■ Exercise details
List each line of the data in which the string "true" appears.

■ Saved entries
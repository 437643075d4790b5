use std::fmt;

/// Holds a credential taken from a request so it cannot be printed by accident.
///
/// Bearer tokens and passwords extracted by the web layer are returned as
/// `Secret<String>`. `Debug` and `Display` always print `[REDACTED]`; the
/// value is only reachable through [`expose_secret`](Self::expose_secret).
///
/// # Examples
///
/// ```
/// use transport_policy::Secret;
///
/// let token = Secret::new("eyJhbGciOiJIUzI1NiJ9".to_string());
///
/// assert_eq!(format!("{:?}", token), "[REDACTED]");
/// assert_eq!(format!("auth with {}", token), "auth with [REDACTED]");
/// assert_eq!(token.expose_secret(), "eyJhbGciOiJIUzI1NiJ9");
/// ```
// No Clone, Deref, AsRef or Serialize: each would hand the raw value to code
// that never asked for it explicitly.
pub struct Secret<T> {
    inner: T,
}

impl<T> Secret<T> {
    /// Wraps a sensitive value.
    pub fn new(value: T) -> Self {
        Self { inner: value }
    }

    /// Returns the raw value. Do not log the result.
    pub fn expose_secret(&self) -> &T {
        &self.inner
    }
}

impl<T: PartialEq> Secret<T> {
    /// Compares with a candidate without exposing either side.
    pub fn matches(&self, candidate: &T) -> bool {
        self.inner == *candidate
    }
}

impl<T> fmt::Debug for Secret<T> {
    fn fmt(&self, f: &mut fmt::Formatter<'_>) -> fmt::Result {
        f.write_str("[REDACTED]")
    }
}

impl<T> fmt::Display for Secret<T> {
    fn fmt(&self, f: &mut fmt::Formatter<'_>) -> fmt::Result {
        f.write_str("[REDACTED]")
    }
}
use std::fmt;

use regex::{Regex, RegexBuilder};
use serde::{Deserialize, Serialize};

use crate::error::ConfigError;

/// What kind of sensitive data a field carries.
#[derive(Debug, Clone, Copy, PartialEq, Eq, Hash, Serialize, Deserialize)]
#[serde(rename_all = "lowercase")]
pub enum Category {
    /// Passwords, shared secrets
    Credential,
    /// Personally identifiable information (SSN, phone number, ...)
    Pii,
    /// Bearer tokens, API keys, session identifiers
    Token,
}

impl Category {
    /// Returns `true` for categories that authenticate the caller.
    ///
    /// Leaking one of these in a URL is treated as an authentication failure
    /// rather than a plain bad request.
    pub fn is_auth_related(self) -> bool {
        matches!(self, Category::Credential | Category::Token)
    }

    /// Lowercase name used in configuration and logs.
    pub fn as_str(self) -> &'static str {
        match self {
            Category::Credential => "credential",
            Category::Pii => "pii",
            Category::Token => "token",
        }
    }
}

impl fmt::Display for Category {
    fn fmt(&self, f: &mut fmt::Formatter<'_>) -> fmt::Result {
        f.write_str(self.as_str())
    }
}

/// How a rule recognises field names.
#[derive(Debug, Clone)]
pub enum FieldMatcher {
    /// Case-insensitive substring match; stored lowercased
    Substring(String),
    /// Case-insensitive regular expression
    Pattern(Regex),
}

impl FieldMatcher {
    /// `lowered` must already be lowercase.
    fn matches(&self, lowered: &str) -> bool {
        match self {
            FieldMatcher::Substring(needle) => lowered.contains(needle.as_str()),
            FieldMatcher::Pattern(re) => re.is_match(lowered),
        }
    }

    /// The pattern text as it was configured.
    pub fn as_str(&self) -> &str {
        match self {
            FieldMatcher::Substring(s) => s,
            FieldMatcher::Pattern(re) => re.as_str(),
        }
    }
}

/// One entry of the sensitive-field registry.
///
/// Rules are immutable once built. Construction validates the pattern, so a
/// rule that exists is always usable.
///
/// # Examples
///
/// ```
/// use transport_policy::{Category, SensitiveFieldRule};
///
/// let rule = SensitiveFieldRule::substring("password", Category::Credential).unwrap();
/// assert!(rule.matches("NewPassword"));
///
/// let rule = SensitiveFieldRule::regex(r"^api[_-]?key$", Category::Token).unwrap();
/// assert!(rule.matches("API_KEY"));
/// assert!(!rule.matches("api_keys_count"));
/// ```
#[derive(Debug, Clone)]
pub struct SensitiveFieldRule {
    matcher: FieldMatcher,
    category: Category,
}

impl SensitiveFieldRule {
    /// Builds a case-insensitive substring rule.
    ///
    /// # Errors
    ///
    /// Returns `ConfigError::InvalidRule` if the pattern is empty or only
    /// whitespace, since it would match every field.
    pub fn substring(pattern: &str, category: Category) -> Result<Self, ConfigError> {
        let needle = pattern.trim().to_lowercase();
        if needle.is_empty() {
            return Err(ConfigError::InvalidRule {
                index: 0,
                reason: "substring pattern is empty".to_string(),
            });
        }
        Ok(Self {
            matcher: FieldMatcher::Substring(needle),
            category,
        })
    }

    /// Builds a case-insensitive regular-expression rule.
    ///
    /// # Errors
    ///
    /// Returns `ConfigError::InvalidRule` if the expression is empty or does
    /// not compile.
    pub fn regex(pattern: &str, category: Category) -> Result<Self, ConfigError> {
        if pattern.trim().is_empty() {
            return Err(ConfigError::InvalidRule {
                index: 0,
                reason: "regex pattern is empty".to_string(),
            });
        }
        let re = RegexBuilder::new(pattern)
            .case_insensitive(true)
            .build()
            .map_err(|e| ConfigError::InvalidRule {
                index: 0,
                reason: e.to_string(),
            })?;
        Ok(Self {
            matcher: FieldMatcher::Pattern(re),
            category,
        })
    }

    /// A rule matching every field name. Only used to fail closed.
    pub(crate) fn match_all(category: Category) -> Self {
        Self {
            matcher: FieldMatcher::Substring(String::new()),
            category,
        }
    }

    /// Returns the category assigned to matching fields.
    pub fn category(&self) -> Category {
        self.category
    }

    /// Returns the matcher.
    pub fn matcher(&self) -> &FieldMatcher {
        &self.matcher
    }

    /// Tests a field name against this rule, ignoring case.
    pub fn matches(&self, field_name: &str) -> bool {
        self.matches_lowered(&field_name.to_lowercase())
    }

    pub(crate) fn matches_lowered(&self, lowered: &str) -> bool {
        self.matcher.matches(lowered)
    }
}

■ Problem solution
    /// Returns `true` for categories that authenticate the caller.
            .case_insensitive(true)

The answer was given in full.